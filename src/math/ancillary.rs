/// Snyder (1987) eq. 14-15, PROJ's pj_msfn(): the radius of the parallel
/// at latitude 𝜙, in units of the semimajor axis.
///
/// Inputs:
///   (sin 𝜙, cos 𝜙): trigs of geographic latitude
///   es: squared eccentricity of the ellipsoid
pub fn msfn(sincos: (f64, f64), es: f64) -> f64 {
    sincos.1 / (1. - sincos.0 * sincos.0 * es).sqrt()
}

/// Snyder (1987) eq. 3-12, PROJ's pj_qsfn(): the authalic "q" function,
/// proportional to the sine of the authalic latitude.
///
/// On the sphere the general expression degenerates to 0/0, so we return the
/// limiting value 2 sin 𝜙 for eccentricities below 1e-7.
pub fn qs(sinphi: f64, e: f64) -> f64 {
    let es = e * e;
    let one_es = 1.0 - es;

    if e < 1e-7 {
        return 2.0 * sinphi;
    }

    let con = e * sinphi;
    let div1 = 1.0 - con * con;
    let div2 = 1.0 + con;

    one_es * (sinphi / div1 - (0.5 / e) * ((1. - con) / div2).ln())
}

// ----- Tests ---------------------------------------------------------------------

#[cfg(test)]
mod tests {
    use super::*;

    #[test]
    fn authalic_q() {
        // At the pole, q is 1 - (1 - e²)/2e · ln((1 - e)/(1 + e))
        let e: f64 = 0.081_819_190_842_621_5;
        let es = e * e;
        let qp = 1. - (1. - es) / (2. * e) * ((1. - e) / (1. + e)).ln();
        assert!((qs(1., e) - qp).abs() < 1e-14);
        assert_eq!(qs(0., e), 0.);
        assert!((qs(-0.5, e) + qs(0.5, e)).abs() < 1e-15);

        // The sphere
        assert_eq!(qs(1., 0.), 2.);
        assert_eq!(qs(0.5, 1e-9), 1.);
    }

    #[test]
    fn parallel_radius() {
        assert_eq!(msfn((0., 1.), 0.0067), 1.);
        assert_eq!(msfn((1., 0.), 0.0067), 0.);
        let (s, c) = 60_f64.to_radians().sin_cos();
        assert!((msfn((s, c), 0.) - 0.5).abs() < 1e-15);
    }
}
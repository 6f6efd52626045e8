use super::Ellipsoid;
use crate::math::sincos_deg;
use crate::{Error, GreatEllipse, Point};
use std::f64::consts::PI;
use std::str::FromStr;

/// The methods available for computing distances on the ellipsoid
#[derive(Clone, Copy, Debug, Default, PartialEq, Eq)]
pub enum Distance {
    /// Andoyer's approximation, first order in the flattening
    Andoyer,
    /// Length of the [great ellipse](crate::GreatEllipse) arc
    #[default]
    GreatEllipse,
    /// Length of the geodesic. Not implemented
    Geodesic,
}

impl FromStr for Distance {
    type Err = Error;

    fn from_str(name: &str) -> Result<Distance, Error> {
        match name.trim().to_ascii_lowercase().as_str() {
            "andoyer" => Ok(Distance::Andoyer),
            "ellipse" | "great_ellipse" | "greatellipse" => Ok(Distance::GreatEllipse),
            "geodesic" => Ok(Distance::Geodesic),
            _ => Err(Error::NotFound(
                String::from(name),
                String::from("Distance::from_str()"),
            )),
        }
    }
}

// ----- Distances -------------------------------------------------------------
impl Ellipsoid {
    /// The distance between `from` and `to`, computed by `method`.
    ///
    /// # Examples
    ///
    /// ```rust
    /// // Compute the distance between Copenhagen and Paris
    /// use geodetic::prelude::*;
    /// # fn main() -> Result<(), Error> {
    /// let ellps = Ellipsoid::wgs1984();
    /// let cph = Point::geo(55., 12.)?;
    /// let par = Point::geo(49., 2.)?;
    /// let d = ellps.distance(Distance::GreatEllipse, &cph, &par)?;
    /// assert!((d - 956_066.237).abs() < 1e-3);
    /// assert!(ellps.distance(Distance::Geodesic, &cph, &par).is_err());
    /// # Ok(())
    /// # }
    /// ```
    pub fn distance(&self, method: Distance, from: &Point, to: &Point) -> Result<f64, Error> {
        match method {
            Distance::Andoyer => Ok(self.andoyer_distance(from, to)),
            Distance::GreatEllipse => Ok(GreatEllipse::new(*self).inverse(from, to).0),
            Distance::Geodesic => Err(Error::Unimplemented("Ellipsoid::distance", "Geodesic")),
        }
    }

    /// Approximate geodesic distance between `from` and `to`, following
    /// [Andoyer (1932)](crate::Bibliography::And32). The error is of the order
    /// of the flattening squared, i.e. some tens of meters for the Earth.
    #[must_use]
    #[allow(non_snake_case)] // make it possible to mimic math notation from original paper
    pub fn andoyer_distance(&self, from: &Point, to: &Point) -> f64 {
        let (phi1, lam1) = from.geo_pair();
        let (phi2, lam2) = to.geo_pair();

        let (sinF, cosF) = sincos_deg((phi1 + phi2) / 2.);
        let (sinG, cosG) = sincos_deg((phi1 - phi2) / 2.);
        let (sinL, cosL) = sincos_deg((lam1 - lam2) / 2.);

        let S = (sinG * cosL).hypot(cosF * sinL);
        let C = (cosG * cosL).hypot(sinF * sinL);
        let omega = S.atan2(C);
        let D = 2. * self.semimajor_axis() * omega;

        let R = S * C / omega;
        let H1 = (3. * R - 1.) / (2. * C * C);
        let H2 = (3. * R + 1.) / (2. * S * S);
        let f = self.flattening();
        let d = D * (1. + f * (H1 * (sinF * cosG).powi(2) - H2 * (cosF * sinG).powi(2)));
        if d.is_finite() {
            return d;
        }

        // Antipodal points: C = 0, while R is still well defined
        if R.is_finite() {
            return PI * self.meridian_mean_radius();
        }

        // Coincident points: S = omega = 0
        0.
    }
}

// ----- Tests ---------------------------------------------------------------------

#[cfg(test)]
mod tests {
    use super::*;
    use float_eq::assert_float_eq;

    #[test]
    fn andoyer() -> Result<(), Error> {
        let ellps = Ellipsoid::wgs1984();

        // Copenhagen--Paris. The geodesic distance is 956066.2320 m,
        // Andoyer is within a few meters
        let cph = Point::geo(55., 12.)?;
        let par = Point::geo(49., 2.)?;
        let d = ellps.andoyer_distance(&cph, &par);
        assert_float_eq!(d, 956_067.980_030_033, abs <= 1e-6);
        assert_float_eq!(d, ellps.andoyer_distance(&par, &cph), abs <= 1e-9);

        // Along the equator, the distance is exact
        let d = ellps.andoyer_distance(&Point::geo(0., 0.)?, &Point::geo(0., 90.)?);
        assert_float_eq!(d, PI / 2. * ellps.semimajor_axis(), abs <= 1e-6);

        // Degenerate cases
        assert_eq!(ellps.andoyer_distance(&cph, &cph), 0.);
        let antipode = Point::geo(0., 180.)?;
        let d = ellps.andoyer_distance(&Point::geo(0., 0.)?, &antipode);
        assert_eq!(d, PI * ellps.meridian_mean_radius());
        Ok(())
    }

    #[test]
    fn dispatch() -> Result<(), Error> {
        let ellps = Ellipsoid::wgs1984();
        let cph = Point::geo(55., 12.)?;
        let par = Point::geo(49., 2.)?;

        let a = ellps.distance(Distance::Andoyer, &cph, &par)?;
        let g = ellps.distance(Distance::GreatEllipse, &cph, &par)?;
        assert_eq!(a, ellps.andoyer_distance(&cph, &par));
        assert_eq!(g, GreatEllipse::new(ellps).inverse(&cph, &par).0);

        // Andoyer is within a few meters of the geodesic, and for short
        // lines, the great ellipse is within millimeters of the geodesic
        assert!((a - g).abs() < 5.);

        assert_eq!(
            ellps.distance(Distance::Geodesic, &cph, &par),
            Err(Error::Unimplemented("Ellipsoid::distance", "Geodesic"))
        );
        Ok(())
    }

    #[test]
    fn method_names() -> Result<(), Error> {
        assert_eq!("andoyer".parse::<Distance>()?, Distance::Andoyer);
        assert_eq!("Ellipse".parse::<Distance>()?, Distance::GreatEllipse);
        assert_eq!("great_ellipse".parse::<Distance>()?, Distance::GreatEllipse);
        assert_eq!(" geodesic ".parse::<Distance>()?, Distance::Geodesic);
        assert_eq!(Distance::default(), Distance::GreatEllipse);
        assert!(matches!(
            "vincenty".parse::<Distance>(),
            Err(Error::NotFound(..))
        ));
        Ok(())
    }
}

::::::::::

- Required work
What you return must be an exact retyping of the lines above starting at the line with "let d = ellps.andoyer_distance(&Point::geo(0., 0.)?, &antipode);" and ending at the line with "assert_eq!(g, GreatEllipse::new(ellps).inverse(&cph, &par).0);", and nothing besides.

- Solution for this problem
        let d = ellps.andoyer_distance(&Point::geo(0., 0.)?, &antipode);
        assert_eq!(d, PI * ellps.meridian_mean_radius());
        Ok(())
    }

    #[test]
    fn dispatch() -> Result<(), Error> {
        let ellps = Ellipsoid::wgs1984();
        let cph = Point::geo(55., 12.)?;
        let par = Point::geo(49., 2.)?;

        let a = ellps.distance(Distance::Andoyer, &cph, &par)?;
        let g = ellps.distance(Distance::GreatEllipse, &cph, &par)?;
        assert_eq!(a, ellps.andoyer_distance(&cph, &par));
        assert_eq!(g, GreatEllipse::new(ellps).inverse(&cph, &par).0);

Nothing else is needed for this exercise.